It didn't take me long to realize that the recommended foods of a nutritarian diet- namely fruits, beans, and whole grains- made my blood sugar shoot sky high. It also didn't take me long to figure out that a low carb diet kept my numbers in check. While I maintain the "pound a day" of non-starchy vegetables, I replace fruit, grains, and beans with chicken, lamb, eggs, fish, hard cheeses, generous amounts of olive oil, and allow myself unlimited amounts of nuts (compared to the one ounce a day recommended by Dr. Fuhrman). Well guess what? Not only have I remained thin (in fact I've lost a few pounds!) but my A1C is normal, and unless I stray from low carb eating my fasting glucose is rarely over 80, and my postprandial levels rarely crack 100 (whereas beans and fruit will shoot me into the 200 range).

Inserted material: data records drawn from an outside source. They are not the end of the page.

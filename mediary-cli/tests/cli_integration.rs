use assert_cmd::Command;
use predicates::prelude::*;
use predicates::str::contains;
use std::error::Error;
use std::fs;
use std::path::{Path, PathBuf};
use tempfile::{TempDir, tempdir};

const HEVC_MONO: &str = r#"{
    "streams": [
        {"index": 0, "codec_type": "video", "codec_name": "hevc", "pix_fmt": "yuv420p"},
        {"index": 1, "codec_type": "audio", "codec_name": "aac", "channels": 1}
    ],
    "format": {"format_name": "matroska,webm"}
}"#;

const COMPLIANT: &str = r#"{
    "streams": [
        {"index": 0, "codec_type": "video", "codec_name": "h264", "pix_fmt": "yuv420p"},
        {"index": 1, "codec_type": "audio", "codec_name": "aac", "channels": 2}
    ],
    "format": {"format_name": "matroska,webm"}
}"#;

// Helper function to get the path to the compiled binary
fn mediary_cmd() -> Command {
    let mut cmd = Command::cargo_bin("mediary").expect("Failed to find mediary binary");
    cmd.env_remove("MEDIARY_FFMPEG")
        .env_remove("MEDIARY_FFPROBE")
        .env_remove("MEDIARY_ARG_SET_DIR");
    cmd
}

/// Writes a probe report and a placeholder input file into a fresh directory.
fn fixture(report: &str) -> Result<(TempDir, PathBuf, PathBuf), Box<dyn Error>> {
    let dir = tempdir()?;
    let probe = dir.path().join("probe.json");
    fs::write(&probe, report)?;
    let input = dir.path().join("movie.mkv");
    fs::write(&input, "not really a movie")?;
    Ok((dir, probe, input))
}

fn path_arg(path: &Path) -> &str {
    path.to_str().expect("temp paths are UTF-8")
}

#[test]
fn test_arg_sets_lists_builtins() -> Result<(), Box<dyn Error>> {
    mediary_cmd()
        .arg("arg-sets")
        .assert()
        .success()
        .stdout(contains("default"))
        .stdout(contains("compact"))
        .stdout(contains("-f mp4 -codec:s mov_text -movflags +faststart"));
    Ok(())
}

#[test]
fn test_plan_from_captured_probe_report() -> Result<(), Box<dyn Error>> {
    let (_dir, probe, input) = fixture(HEVC_MONO)?;

    mediary_cmd()
        .args(["plan", path_arg(&input), "--probe-output", path_arg(&probe), "--no-hwaccel"])
        .assert()
        .success()
        .stdout(contains("transcode to h264"))
        .stdout(contains("2 channel audio from #1"))
        .stdout(contains("Compliant: no"))
        .stdout(contains("1. software"))
        .stdout(contains("-codec:0 h264"));
    Ok(())
}

#[test]
fn test_plan_json_lists_candidates_in_order() -> Result<(), Box<dyn Error>> {
    let (_dir, probe, input) = fixture(HEVC_MONO)?;

    let output = mediary_cmd()
        .args([
            "plan",
            path_arg(&input),
            "--probe-output",
            path_arg(&probe),
            "--hwaccel",
            "nvenc,qsv",
            "--output",
            "out.mkv",
            "--json",
        ])
        .output()?;
    assert!(output.status.success());

    let document: serde_json::Value = serde_json::from_slice(&output.stdout)?;
    assert_eq!(document["compliant"], false);
    assert_eq!(document["plan"]["streams"][0]["action"], "transcode");
    assert_eq!(document["plan"]["streams"][0]["codec"], "h264");
    assert_eq!(document["plan"]["synthesized"]["channel_count"], 2);

    let labels: Vec<_> = document["candidates"]
        .as_array()
        .expect("candidates array")
        .iter()
        .map(|c| c["label"].as_str().unwrap_or_default().to_string())
        .collect();
    assert_eq!(labels, vec!["nvenc", "qsv", "software"]);
    assert!(
        document["candidates"][2]["command"]
            .as_array()
            .is_some_and(|command| command[0] == "ffmpeg")
    );
    Ok(())
}

#[test]
fn test_probe_prints_inventory() -> Result<(), Box<dyn Error>> {
    let (_dir, probe, input) = fixture(HEVC_MONO)?;

    mediary_cmd()
        .args(["probe", path_arg(&input), "--probe-output", path_arg(&probe)])
        .assert()
        .success()
        .stdout(contains("\"codec_name\": \"hevc\""))
        .stdout(contains("\"format_name\": \"matroska,webm\""));
    Ok(())
}

#[test]
fn test_convert_dry_run_prints_first_candidate() -> Result<(), Box<dyn Error>> {
    let (dir, probe, input) = fixture(HEVC_MONO)?;
    let output = dir.path().join("movie.out.mkv");

    mediary_cmd()
        .args([
            "convert",
            path_arg(&input),
            path_arg(&output),
            "--probe-output",
            path_arg(&probe),
            "--hwaccel",
            "nvenc",
            "--dry-run",
        ])
        .assert()
        .success()
        .stdout(contains("Dry run (nvenc encoders)"))
        .stdout(contains("-hwaccel cuda"))
        .stdout(contains("-codec:0 h264_nvenc"));
    assert!(!output.exists());
    Ok(())
}

#[cfg(unix)]
#[test]
fn test_convert_skips_compliant_input() -> Result<(), Box<dyn Error>> {
    let (dir, probe, input) = fixture(COMPLIANT)?;
    let output = dir.path().join("movie.out.mkv");

    // `true` stands in for ffmpeg; it only has to pass the availability check.
    mediary_cmd()
        .args([
            "convert",
            path_arg(&input),
            path_arg(&output),
            "--probe-output",
            path_arg(&probe),
            "--ffmpeg",
            "true",
        ])
        .assert()
        .success()
        .stdout(contains("already satisfies the requirements"))
        .stdout(contains("-codec copy"))
        .stdout(contains("-codec:").not());
    assert!(!output.exists());
    Ok(())
}

#[cfg(unix)]
#[test]
fn test_output_args_keep_compliant_input_skipped() -> Result<(), Box<dyn Error>> {
    let (dir, probe, input) = fixture(COMPLIANT)?;
    let tuning = dir.path().join("tuning.txt");
    fs::write(&tuning, "-crf 18\n-preset slow\n")?;
    let output = dir.path().join("movie.out.mkv");

    mediary_cmd()
        .args([
            "convert",
            path_arg(&input),
            path_arg(&output),
            "--probe-output",
            path_arg(&probe),
            "--required-args",
            "default",
            "--output-args",
            path_arg(&tuning),
            "--ffmpeg",
            "true",
        ])
        .assert()
        .success()
        .stdout(contains("already satisfies the requirements"))
        .stdout(contains("-crf 18 -preset slow"));
    assert!(!output.exists());
    Ok(())
}

#[test]
fn test_plan_shows_output_args_in_commands_only() -> Result<(), Box<dyn Error>> {
    let (dir, probe, input) = fixture(HEVC_MONO)?;
    let tuning = dir.path().join("tuning.txt");
    fs::write(&tuning, "-preset slow\n")?;

    let output = mediary_cmd()
        .args([
            "plan",
            path_arg(&input),
            "--probe-output",
            path_arg(&probe),
            "--no-hwaccel",
            "--output-args",
            path_arg(&tuning),
            "--json",
        ])
        .output()?;
    assert!(output.status.success());

    let document: serde_json::Value = serde_json::from_slice(&output.stdout)?;
    assert_eq!(document["plan"]["output_options"], serde_json::json!([]));
    let command: Vec<&str> = document["candidates"][0]["command"]
        .as_array()
        .expect("command array")
        .iter()
        .filter_map(|token| token.as_str())
        .collect();
    assert!(command.windows(2).any(|pair| pair == ["-preset", "slow"]));
    Ok(())
}

#[test]
fn test_stream_index_codec_option_fails() -> Result<(), Box<dyn Error>> {
    let (dir, probe, input) = fixture(HEVC_MONO)?;
    let set = dir.path().join("indexed.txt");
    fs::write(&set, "-codec:0 hevc\n")?;

    mediary_cmd()
        .args(["plan", path_arg(&input), "--probe-output", path_arg(&probe), "-a", path_arg(&set)])
        .assert()
        .failure()
        .code(1)
        .stderr(contains("stream type specifier"));
    Ok(())
}

#[test]
fn test_arg_set_directory_is_searched() -> Result<(), Box<dyn Error>> {
    let (dir, probe, input) = fixture(HEVC_MONO)?;
    fs::write(dir.path().join("keep.txt"), "-codec:v copy\n-codec:a copy\n")?;

    mediary_cmd()
        .args(["plan", path_arg(&input), "--probe-output", path_arg(&probe), "-a", "keep"])
        .env("MEDIARY_ARG_SET_DIR", dir.path())
        .assert()
        .success()
        .stdout(contains("Compliant: yes"));
    Ok(())
}

#[test]
fn test_unknown_arg_set_fails() -> Result<(), Box<dyn Error>> {
    let (_dir, probe, input) = fixture(HEVC_MONO)?;

    mediary_cmd()
        .args(["plan", path_arg(&input), "--probe-output", path_arg(&probe), "-a", "no-such-set"])
        .assert()
        .failure()
        .code(1)
        .stderr(contains("Argument set not found"));
    Ok(())
}

#[test]
fn test_unrecognized_option_in_arg_set_fails() -> Result<(), Box<dyn Error>> {
    let (dir, probe, input) = fixture(HEVC_MONO)?;
    let set = dir.path().join("broken.txt");
    fs::write(&set, "-codec:v h264 --\n")?;

    mediary_cmd()
        .args(["plan", path_arg(&input), "--probe-output", path_arg(&probe), "-a", path_arg(&set)])
        .assert()
        .failure()
        .stderr(contains("Unrecognized option"));
    Ok(())
}

#[test]
fn test_malformed_probe_report_fails() -> Result<(), Box<dyn Error>> {
    let (_dir, probe, input) = fixture(r#"{"format": {"format_name": "mp4"}}"#)?;

    mediary_cmd()
        .args(["plan", path_arg(&input), "--probe-output", path_arg(&probe)])
        .assert()
        .failure()
        .stderr(contains("Malformed probe output"));
    Ok(())
}

#[test]
fn test_convert_non_existent_input() -> Result<(), Box<dyn Error>> {
    let (dir, probe, _input) = fixture(HEVC_MONO)?;

    mediary_cmd()
        .args([
            "convert",
            "surely/this/does/not/exist/input.mkv",
            path_arg(&dir.path().join("out.mkv")),
            "--probe-output",
            path_arg(&probe),
            "--dry-run",
        ])
        .assert()
        .failure()
        .stderr(contains("Input file does not exist"));
    Ok(())
}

I suppose if your diabetes is caused by obesity and eating refined foods, a nutritarian approach is better than nothing, but a nutritarian diet is high in carbs. Your body won't care if these are "healthy" carbs if you can't metabolize them into energy. So please proceed with caution and look into low carb diets to control diabetes (like Dr. Bernstein's Diabetes Solution). You don't have to eat loads of meat to follow a low carb diet- I usually manage 2 vegan meals a day and if you don't mind repetition you could probably maintain a mostly vegan low carb approach.